In fall 2018, weapons experts at the annual Marine Corps meeting on all things marksmanship warned that without action on a shortage of working rifle optics, shooters at The Basic School in Virginia, Parris Island in South Carolina, and Weapons and Field Training Battalion at Edson Range in California would face “critical impact” on training within six to 12 months.
A combination of a shortage and a number of damaged rifle combat optics used on the M4 carbine had prompted the warning.
That issue arose in a recent Marine administrative message posted online reviewing findings from the October 2018 “Combat Marksmanship Symposium,” held at Marine Corps Base Quantico, Virginia.

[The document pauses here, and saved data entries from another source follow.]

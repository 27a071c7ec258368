//! Live measurement readout shown on the field toolbar.

use serde::Serialize;
use survey_map_geometry::{MIN_PATH_POINTS, MIN_POLYGON_POINTS, units};
use survey_map_survey_models::{DerivedStats, DrawingMode, SurveyPoint};

/// What the toolbar shows for the current mode.
#[derive(Debug, Clone, PartialEq, Eq, Serialize)]
#[serde(tag = "kind", rename_all = "snake_case")]
pub enum FieldReadout {
    /// Last placed coordinate, six decimals.
    LastCoordinate {
        /// Latitude.
        lat: String,
        /// Longitude.
        lng: String,
    },
    /// Path length in meters, two decimals.
    Distance {
        /// Meters.
        meters: String,
    },
    /// Enclosed area.
    Area {
        /// Hectares, four decimals.
        hectares: String,
        /// Square meters, two decimals.
        square_meters: String,
    },
}

impl std::fmt::Display for FieldReadout {
    fn fmt(&self, f: &mut std::fmt::Formatter<'_>) -> std::fmt::Result {
        match self {
            Self::LastCoordinate { lat, lng } => write!(f, "LAST COORDINATE  {lat}, {lng}"),
            Self::Distance { meters } => write!(f, "DISTANCE REVIEW  {meters} METER"),
            Self::Area {
                hectares,
                square_meters,
            } => write!(f, "AREA REVIEW  {hectares} HA | {square_meters} M²"),
        }
    }
}

/// Readout for `points` under `mode`, or `None` when there is nothing to
/// show.
#[must_use]
pub fn field_readout(
    points: &[SurveyPoint],
    mode: DrawingMode,
    stats: &DerivedStats,
) -> Option<FieldReadout> {
    let last = points.last()?;
    match mode {
        DrawingMode::Point => Some(FieldReadout::LastCoordinate {
            lat: format!("{:.6}", last.lat),
            lng: format!("{:.6}", last.lng),
        }),
        DrawingMode::Distance if points.len() >= MIN_PATH_POINTS => Some(FieldReadout::Distance {
            meters: format!("{:.2}", stats.distance_m),
        }),
        DrawingMode::Area if points.len() >= MIN_POLYGON_POINTS => Some(FieldReadout::Area {
            hectares: format!("{:.4}", units::meters_to_hectares(stats.area_m2)),
            square_meters: format!("{:.2}", stats.area_m2),
        }),
        _ => None,
    }
}

#[cfg(test)]
mod tests {
    use super::*;

    #[test]
    fn nothing_to_show_without_points() {
        assert!(field_readout(&[], DrawingMode::Point, &DerivedStats::ZERO).is_none());
    }

    #[test]
    fn point_mode_shows_last_coordinate() {
        let points = [SurveyPoint::new(0.0, 0.0), SurveyPoint::new(-6.2, 106.81)];
        let readout = field_readout(&points, DrawingMode::Point, &DerivedStats::ZERO).unwrap();
        assert_eq!(readout.to_string(), "LAST COORDINATE  -6.200000, 106.810000");
    }

    #[test]
    fn distance_mode_shows_meters() {
        let points = [SurveyPoint::new(0.0, 0.0), SurveyPoint::new(0.0, 1.0)];
        let stats = DerivedStats {
            distance_m: 111_195.0811,
            ..DerivedStats::ZERO
        };
        let readout = field_readout(&points, DrawingMode::Distance, &stats).unwrap();
        assert_eq!(
            readout,
            FieldReadout::Distance {
                meters: "111195.08".to_string()
            }
        );
    }

    #[test]
    fn area_mode_shows_hectares_and_square_meters() {
        let points = [
            SurveyPoint::new(0.0, 0.0),
            SurveyPoint::new(0.0, 1.0),
            SurveyPoint::new(1.0, 1.0),
        ];
        let stats = DerivedStats {
            distance_m: 0.0,
            area_m2: 12_345.678,
            perimeter_m: 0.0,
        };
        let readout = field_readout(&points, DrawingMode::Area, &stats).unwrap();
        assert_eq!(
            readout,
            FieldReadout::Area {
                hectares: "1.2346".to_string(),
                square_meters: "12345.68".to_string(),
            }
        );
    }

    #[test]
    fn none_mode_and_short_paths_show_nothing() {
        let points = [SurveyPoint::new(0.0, 0.0)];
        assert!(field_readout(&points, DrawingMode::None, &DerivedStats::ZERO).is_none());
        assert!(field_readout(&points, DrawingMode::Distance, &DerivedStats::ZERO).is_none());
    }
}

The message noted that there were “ongoing efforts to reduce the immediate training impact redistribution across the total force.”
The scope gives shooters a more consistent picture when magnifying targets.
Often equipment is prioritized for deployed or soon-to-deploy troops, meaning support units and sometimes training units might not get the full allotment of gear that is needed.
Headquarters Marine Corps spokeswoman Capt. Karoline Foote responded Wednesday to a Marine Corps Times request regarding the potential shortfall and critical impact.
“The issues with the RCOs referenced in the message were addressed well before any impact to Entry Level Training (ELT) occurred,” Foote wrote in an email. “A series of actions to include redistribution of assets, clarification of maintenance procedures and prioritization of maintenance actions ensured ELT requirements were met.”
Marine Corps Times also asked if the Corps had upped the number of RCOs it expected to purchase this year or for a short-term filler.
“There are no current plans to procure additional RCOs,” she noted.
The RCO used by Marines is made by the company Trijicon. According to congressional budget documents, the Marine Corps plans to by 231 RCOs in the coming fiscal year at a price of about $1,300 each.
In 2018, it bought 21 for $1,250 each. Before then documents showed the Corps bought 187 in the years immediately preceding.
The quantities were categorized as “replenishment” purchases, basically replacing lost or broken gear items but not increasing the total quantity of optics in the Marine inventory.
The RCO’s days are numbered anyway.
The Corps is developing the “squad common optic” to replace the RCO. Initial procurement funding of $19 million is in the current budget request, though there are no quantities listed.
Maj. Kenneth Kunze told Marine Corps Times in an email that procurement of the SCO is expected to begin next year and continue for the next five or more years.
What the Marine Corps told industry back in 2017 was that it want a variable optic that lets shooters use it for both up close targets out to between 600–900 meters and weigh less than 2.1 pounds, according to the original government posting.
It needs to have a field of view of at least 18 degrees and an illuminated central aiming point and work on the M4, M16 and M27 Infantry Automatic Rifle.